┌──

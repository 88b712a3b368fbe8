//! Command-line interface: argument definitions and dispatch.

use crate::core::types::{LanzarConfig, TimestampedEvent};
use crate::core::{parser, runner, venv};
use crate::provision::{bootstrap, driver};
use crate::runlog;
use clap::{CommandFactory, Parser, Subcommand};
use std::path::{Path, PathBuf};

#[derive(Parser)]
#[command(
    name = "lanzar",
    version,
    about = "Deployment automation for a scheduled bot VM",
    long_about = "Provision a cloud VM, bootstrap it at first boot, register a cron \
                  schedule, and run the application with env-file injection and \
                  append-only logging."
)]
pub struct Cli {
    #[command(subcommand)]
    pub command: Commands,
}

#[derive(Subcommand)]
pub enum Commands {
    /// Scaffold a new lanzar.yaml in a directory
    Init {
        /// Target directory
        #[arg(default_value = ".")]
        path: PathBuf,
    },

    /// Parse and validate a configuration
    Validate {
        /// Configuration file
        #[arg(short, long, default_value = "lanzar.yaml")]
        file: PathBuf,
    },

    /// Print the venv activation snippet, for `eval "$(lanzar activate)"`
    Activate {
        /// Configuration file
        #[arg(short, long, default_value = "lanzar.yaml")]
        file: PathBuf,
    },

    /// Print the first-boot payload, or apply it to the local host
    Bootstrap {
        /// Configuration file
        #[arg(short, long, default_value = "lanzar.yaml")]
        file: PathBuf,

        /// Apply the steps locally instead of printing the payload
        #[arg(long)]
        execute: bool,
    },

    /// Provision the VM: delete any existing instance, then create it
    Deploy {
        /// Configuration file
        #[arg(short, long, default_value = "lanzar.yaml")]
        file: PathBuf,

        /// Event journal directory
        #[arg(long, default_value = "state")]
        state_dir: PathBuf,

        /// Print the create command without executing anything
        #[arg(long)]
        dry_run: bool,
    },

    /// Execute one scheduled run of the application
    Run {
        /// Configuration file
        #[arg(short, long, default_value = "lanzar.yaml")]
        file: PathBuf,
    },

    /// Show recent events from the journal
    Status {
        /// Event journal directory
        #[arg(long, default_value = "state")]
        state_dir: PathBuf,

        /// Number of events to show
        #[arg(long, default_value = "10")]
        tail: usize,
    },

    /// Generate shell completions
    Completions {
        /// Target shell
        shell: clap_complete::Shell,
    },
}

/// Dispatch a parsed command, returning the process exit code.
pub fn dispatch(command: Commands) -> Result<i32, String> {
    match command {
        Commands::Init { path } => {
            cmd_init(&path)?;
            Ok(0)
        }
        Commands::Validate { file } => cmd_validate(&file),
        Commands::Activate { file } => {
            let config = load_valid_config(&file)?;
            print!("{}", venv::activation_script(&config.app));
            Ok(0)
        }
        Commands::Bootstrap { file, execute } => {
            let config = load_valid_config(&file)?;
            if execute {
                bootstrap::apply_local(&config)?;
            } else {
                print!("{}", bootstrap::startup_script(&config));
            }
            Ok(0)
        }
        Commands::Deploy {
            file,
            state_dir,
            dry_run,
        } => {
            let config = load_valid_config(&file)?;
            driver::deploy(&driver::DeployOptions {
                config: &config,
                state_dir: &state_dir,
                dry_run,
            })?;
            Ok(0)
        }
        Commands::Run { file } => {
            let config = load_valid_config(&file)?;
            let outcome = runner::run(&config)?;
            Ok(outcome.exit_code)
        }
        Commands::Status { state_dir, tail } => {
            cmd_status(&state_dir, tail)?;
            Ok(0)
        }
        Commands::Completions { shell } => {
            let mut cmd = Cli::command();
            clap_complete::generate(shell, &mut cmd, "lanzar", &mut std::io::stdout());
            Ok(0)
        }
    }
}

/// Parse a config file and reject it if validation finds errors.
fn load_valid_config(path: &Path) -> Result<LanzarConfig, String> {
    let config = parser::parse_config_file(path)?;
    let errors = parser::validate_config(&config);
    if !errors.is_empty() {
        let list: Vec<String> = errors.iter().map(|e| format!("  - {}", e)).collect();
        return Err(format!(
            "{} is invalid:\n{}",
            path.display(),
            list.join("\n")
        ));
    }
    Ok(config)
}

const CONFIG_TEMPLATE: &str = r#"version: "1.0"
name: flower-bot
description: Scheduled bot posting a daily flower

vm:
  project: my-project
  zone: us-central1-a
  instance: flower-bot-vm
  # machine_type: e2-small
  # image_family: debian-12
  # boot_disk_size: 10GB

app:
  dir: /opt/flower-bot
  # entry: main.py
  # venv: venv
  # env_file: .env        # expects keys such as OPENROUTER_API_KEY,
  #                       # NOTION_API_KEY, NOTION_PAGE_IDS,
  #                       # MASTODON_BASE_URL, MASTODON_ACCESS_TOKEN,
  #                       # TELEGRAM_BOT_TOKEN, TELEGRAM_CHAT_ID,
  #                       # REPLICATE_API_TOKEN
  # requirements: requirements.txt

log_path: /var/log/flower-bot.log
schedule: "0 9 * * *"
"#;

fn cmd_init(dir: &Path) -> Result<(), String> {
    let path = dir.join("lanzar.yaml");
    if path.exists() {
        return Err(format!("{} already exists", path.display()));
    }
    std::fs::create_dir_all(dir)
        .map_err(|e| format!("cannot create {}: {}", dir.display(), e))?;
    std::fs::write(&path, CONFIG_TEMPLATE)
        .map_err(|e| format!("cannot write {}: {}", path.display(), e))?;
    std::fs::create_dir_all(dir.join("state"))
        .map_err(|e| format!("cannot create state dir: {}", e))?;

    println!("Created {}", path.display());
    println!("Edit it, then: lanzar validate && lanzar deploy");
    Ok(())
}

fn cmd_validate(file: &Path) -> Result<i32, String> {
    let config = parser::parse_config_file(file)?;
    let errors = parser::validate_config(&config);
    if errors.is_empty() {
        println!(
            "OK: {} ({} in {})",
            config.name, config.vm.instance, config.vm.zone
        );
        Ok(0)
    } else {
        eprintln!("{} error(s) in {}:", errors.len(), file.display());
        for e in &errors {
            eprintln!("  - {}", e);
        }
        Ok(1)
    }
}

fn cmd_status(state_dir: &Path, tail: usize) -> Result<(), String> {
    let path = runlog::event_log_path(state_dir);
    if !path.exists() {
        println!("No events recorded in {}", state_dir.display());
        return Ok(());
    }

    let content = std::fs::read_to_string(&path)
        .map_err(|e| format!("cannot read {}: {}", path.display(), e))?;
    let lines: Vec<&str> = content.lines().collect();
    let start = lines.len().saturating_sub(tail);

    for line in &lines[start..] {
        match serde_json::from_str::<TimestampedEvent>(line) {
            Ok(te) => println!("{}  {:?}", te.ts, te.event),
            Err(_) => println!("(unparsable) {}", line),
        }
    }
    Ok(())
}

└──
┌──

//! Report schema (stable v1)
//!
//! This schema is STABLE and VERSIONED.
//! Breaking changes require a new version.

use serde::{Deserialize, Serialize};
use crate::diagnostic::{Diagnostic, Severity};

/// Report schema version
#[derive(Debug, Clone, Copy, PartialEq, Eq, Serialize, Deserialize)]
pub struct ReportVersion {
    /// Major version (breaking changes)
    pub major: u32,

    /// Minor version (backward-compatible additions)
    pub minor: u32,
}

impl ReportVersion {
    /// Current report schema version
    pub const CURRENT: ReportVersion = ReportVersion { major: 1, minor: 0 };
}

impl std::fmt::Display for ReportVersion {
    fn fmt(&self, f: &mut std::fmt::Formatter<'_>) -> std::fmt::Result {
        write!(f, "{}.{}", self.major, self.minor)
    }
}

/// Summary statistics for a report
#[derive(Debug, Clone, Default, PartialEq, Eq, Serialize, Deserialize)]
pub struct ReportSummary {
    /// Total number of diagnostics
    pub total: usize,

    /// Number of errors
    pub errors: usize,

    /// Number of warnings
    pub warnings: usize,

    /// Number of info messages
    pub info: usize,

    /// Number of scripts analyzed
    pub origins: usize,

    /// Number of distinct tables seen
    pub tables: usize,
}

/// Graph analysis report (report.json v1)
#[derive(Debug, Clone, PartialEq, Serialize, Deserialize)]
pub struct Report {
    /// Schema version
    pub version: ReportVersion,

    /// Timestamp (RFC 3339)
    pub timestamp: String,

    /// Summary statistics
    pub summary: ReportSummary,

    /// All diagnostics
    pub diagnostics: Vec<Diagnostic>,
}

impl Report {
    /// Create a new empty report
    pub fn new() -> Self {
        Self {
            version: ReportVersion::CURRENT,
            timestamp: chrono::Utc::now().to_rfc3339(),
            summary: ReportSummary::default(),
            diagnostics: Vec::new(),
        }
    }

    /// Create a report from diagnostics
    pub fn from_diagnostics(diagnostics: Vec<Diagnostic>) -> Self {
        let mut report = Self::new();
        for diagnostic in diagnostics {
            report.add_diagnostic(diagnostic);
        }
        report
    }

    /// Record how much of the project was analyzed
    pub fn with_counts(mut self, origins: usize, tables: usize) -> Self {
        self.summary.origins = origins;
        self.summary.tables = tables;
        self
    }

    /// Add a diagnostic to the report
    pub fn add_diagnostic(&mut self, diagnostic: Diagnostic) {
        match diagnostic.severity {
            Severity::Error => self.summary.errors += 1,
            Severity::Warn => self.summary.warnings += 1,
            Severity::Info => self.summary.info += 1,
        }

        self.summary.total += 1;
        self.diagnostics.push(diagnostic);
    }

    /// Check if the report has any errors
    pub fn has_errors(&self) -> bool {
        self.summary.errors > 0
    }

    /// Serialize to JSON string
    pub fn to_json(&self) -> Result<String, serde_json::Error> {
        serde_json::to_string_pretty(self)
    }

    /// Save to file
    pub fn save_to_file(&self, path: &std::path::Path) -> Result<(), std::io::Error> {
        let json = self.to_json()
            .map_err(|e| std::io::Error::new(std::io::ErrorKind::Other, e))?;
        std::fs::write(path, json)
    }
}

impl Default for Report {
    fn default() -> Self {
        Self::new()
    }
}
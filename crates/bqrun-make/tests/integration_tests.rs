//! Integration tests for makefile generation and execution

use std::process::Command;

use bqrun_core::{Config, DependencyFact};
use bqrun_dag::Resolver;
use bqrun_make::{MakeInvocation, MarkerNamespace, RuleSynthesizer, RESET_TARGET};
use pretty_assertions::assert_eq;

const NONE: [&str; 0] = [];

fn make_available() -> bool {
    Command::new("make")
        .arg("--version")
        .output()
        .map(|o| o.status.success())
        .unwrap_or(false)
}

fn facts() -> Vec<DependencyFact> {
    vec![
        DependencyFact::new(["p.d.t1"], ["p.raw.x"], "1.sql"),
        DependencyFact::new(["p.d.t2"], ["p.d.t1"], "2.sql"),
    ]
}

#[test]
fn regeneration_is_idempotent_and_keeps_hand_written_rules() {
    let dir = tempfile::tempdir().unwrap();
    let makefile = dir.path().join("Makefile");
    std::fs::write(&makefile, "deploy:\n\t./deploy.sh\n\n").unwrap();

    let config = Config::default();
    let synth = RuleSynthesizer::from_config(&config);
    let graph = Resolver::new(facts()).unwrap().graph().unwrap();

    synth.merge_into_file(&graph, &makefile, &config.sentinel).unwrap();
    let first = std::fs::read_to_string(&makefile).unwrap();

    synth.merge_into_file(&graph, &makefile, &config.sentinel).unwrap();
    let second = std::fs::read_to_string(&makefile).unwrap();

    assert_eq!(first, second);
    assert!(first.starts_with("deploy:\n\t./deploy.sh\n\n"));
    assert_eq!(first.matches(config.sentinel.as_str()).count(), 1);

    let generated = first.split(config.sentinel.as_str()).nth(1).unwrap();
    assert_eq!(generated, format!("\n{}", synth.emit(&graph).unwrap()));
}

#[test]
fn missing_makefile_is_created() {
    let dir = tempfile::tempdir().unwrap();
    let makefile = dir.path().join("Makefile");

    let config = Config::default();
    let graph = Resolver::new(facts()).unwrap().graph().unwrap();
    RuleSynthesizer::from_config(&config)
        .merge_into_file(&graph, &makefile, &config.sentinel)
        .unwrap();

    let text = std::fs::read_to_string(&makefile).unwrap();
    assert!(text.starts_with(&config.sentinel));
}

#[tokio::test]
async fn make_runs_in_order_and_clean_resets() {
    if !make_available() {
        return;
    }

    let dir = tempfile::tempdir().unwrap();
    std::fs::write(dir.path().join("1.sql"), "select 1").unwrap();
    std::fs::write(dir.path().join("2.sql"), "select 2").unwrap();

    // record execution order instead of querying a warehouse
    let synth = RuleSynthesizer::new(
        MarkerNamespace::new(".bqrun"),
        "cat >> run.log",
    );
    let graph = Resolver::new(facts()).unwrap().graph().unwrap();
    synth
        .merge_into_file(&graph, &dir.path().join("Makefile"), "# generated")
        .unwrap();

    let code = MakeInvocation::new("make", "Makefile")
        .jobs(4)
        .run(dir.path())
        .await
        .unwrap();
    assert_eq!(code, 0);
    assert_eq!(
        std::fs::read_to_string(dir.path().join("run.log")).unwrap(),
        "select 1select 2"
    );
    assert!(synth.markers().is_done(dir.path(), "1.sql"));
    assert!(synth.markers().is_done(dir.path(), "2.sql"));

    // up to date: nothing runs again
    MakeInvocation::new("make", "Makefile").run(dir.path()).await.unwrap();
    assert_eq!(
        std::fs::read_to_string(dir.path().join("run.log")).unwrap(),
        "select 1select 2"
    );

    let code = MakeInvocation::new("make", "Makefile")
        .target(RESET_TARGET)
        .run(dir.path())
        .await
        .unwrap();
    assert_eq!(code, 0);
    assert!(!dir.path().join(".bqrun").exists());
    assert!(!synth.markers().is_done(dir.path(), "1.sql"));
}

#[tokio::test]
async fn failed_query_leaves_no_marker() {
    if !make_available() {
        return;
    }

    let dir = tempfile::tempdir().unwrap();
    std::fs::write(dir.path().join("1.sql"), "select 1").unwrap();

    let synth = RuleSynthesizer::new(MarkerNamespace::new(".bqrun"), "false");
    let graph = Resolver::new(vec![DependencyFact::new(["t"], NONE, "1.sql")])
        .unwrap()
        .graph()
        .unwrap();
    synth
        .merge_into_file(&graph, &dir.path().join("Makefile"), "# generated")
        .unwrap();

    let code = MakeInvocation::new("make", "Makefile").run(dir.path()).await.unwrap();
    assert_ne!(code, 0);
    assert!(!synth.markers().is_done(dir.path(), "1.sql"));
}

└──

> **Exercise objective**: Lines with "flower": find them in the data and copy each one.

> **Expected output**:
name: flower-bot
description: Scheduled bot posting a daily flower
  instance: flower-bot-vm
  dir: /opt/flower-bot
log_path: /var/log/flower-bot.log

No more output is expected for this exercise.